Exercise instructions: Set down exactly the first line of the entries and every line after it, through the line with "interval, in milliseconds.".
[[ Listed entries open ]]
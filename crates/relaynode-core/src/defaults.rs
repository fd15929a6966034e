//! Default configuration values.
//!
//! Centralized default constants for use across all crates.

// ============================================================================
// Listener Defaults
// ============================================================================

/// Default gRPC listen address for the controller connection.
pub const DEFAULT_LISTEN: &str = "127.0.0.1:9887";
/// Default config file path used when none is given on the command line.
pub const DEFAULT_CONFIG_PATH: &str = "relaynode.toml";

// ============================================================================
// Keepalive Defaults
// ============================================================================

/// Default HTTP/2 keepalive ping interval in seconds (ping an idle client).
pub const DEFAULT_KEEPALIVE_INTERVAL_SECS: u64 = 20;
/// Default HTTP/2 keepalive ack timeout in seconds.
pub const DEFAULT_KEEPALIVE_TIMEOUT_SECS: u64 = 5;
/// Default TCP keepalive in seconds (0 = disabled).
pub const DEFAULT_TCP_KEEPALIVE_SECS: u64 = 20;
/// Default grace period for in-flight calls on shutdown, in seconds.
pub const DEFAULT_SHUTDOWN_GRACE_SECS: u64 = 10;

// ============================================================================
// Registry Defaults
// ============================================================================

/// Keep old credentials of a user whose password changed (reference behavior).
pub const STALE_CREDENTIALS_RETAIN: &str = "retain";
/// Drop credentials that are absent from a pushed user list.
pub const STALE_CREDENTIALS_EVICT: &str = "evict";
/// Default stale-credential policy for user list sync.
pub const DEFAULT_STALE_CREDENTIALS: &str = STALE_CREDENTIALS_RETAIN;

// ============================================================================
// Traffic Stats Defaults
// ============================================================================

/// Floor applied to the client-requested snapshot interval, in milliseconds.
pub const DEFAULT_MIN_STATS_INTERVAL_MS: u64 = 100;
/// Snapshots buffered per stream before the reporter waits on the client.
pub const DEFAULT_STATS_CHANNEL_CAPACITY: usize = 4;

// ============================================================================
// Logging Defaults
// ============================================================================

/// Default log level.
pub const DEFAULT_LOG_LEVEL: &str = "info";
/// Default log format (pretty, compact, json).
pub const DEFAULT_LOG_FORMAT: &str = "pretty";
/// Default log output (stderr, stdout).
pub const DEFAULT_LOG_OUTPUT: &str = "stderr";
//! Credential derivation.

use std::borrow::Borrow;
use std::fmt;

use base64::Engine;
use base64::engine::general_purpose::STANDARD;

/// Registry key derived from a `(username, password)` pair.
///
/// This is the base64 form of `username:password`, the same token a
/// Basic/SOCKS5 data plane builds from the client's credentials, so the
/// data plane can look users up without knowing the password scheme.
/// It is an identity key, not a secret: the encoding is reversible.
///
/// Distinct pairs map to distinct keys as long as usernames do not
/// contain `:` (RFC 7617 forbids it in a user-id).
#[derive(Debug, Clone, PartialEq, Eq, Hash, PartialOrd, Ord)]
pub struct Credential(String);

impl Credential {
    /// Derive the credential for a username/password pair.
    pub fn new(username: &str, password: &str) -> Self {
        let mut raw = String::with_capacity(username.len() + password.len() + 1);
        raw.push_str(username);
        raw.push(':');
        raw.push_str(password);
        Self(STANDARD.encode(raw))
    }

    /// Wrap an already-encoded token received from the data plane.
    #[inline]
    pub fn from_encoded(token: impl Into<String>) -> Self {
        Self(token.into())
    }

    /// The encoded token.
    #[inline]
    pub fn as_str(&self) -> &str {
        &self.0
    }
}

impl fmt::Display for Credential {
    fn fmt(&self, f: &mut fmt::Formatter<'_>) -> fmt::Result {
        f.write_str(&self.0)
    }
}

impl Borrow<str> for Credential {
    #[inline]
    fn borrow(&self) -> &str {
        &self.0
    }
}

impl AsRef<str> for Credential {
    #[inline]
    fn as_ref(&self) -> &str {
        &self.0
    }
}

/// Encode credentials as the data plane presents them.
///
/// # Example
/// ```
/// use relaynode_auth::encode_credentials;
///
/// assert_eq!(encode_credentials("alice", "p1"), "YWxpY2U6cDE=");
/// ```
#[inline]
pub fn encode_credentials(username: &str, password: &str) -> String {
    Credential::new(username, password).0
}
[[ Listed entries closed ]]
Answer to the problem:
filename crates/relaynode-core/src/defaults.rs
repository fd15929a6966034e
//! Default configuration values.
//!
//! Centralized default constants for use across all crates.

// ============================================================================
// Listener Defaults
// ============================================================================

/// Default gRPC listen address for the controller connection.
pub const DEFAULT_LISTEN: &str = "127.0.0.1:9887";
/// Default config file path used when none is given on the command line.
pub const DEFAULT_CONFIG_PATH: &str = "relaynode.toml";

// ============================================================================
// Keepalive Defaults
// ============================================================================

/// Default HTTP/2 keepalive ping interval in seconds (ping an idle client).
pub const DEFAULT_KEEPALIVE_INTERVAL_SECS: u64 = 20;
/// Default HTTP/2 keepalive ack timeout in seconds.
pub const DEFAULT_KEEPALIVE_TIMEOUT_SECS: u64 = 5;
/// Default TCP keepalive in seconds (0 = disabled).
pub const DEFAULT_TCP_KEEPALIVE_SECS: u64 = 20;
/// Default grace period for in-flight calls on shutdown, in seconds.
pub const DEFAULT_SHUTDOWN_GRACE_SECS: u64 = 10;

// ============================================================================
// Registry Defaults
// ============================================================================

/// Keep old credentials of a user whose password changed (reference behavior).
pub const STALE_CREDENTIALS_RETAIN: &str = "retain";
/// Drop credentials that are absent from a pushed user list.
pub const STALE_CREDENTIALS_EVICT: &str = "evict";
/// Default stale-credential policy for user list sync.
pub const DEFAULT_STALE_CREDENTIALS: &str = STALE_CREDENTIALS_RETAIN;

// ============================================================================
// Traffic Stats Defaults
// ============================================================================

/// Floor applied to the client-requested snapshot interval, in milliseconds.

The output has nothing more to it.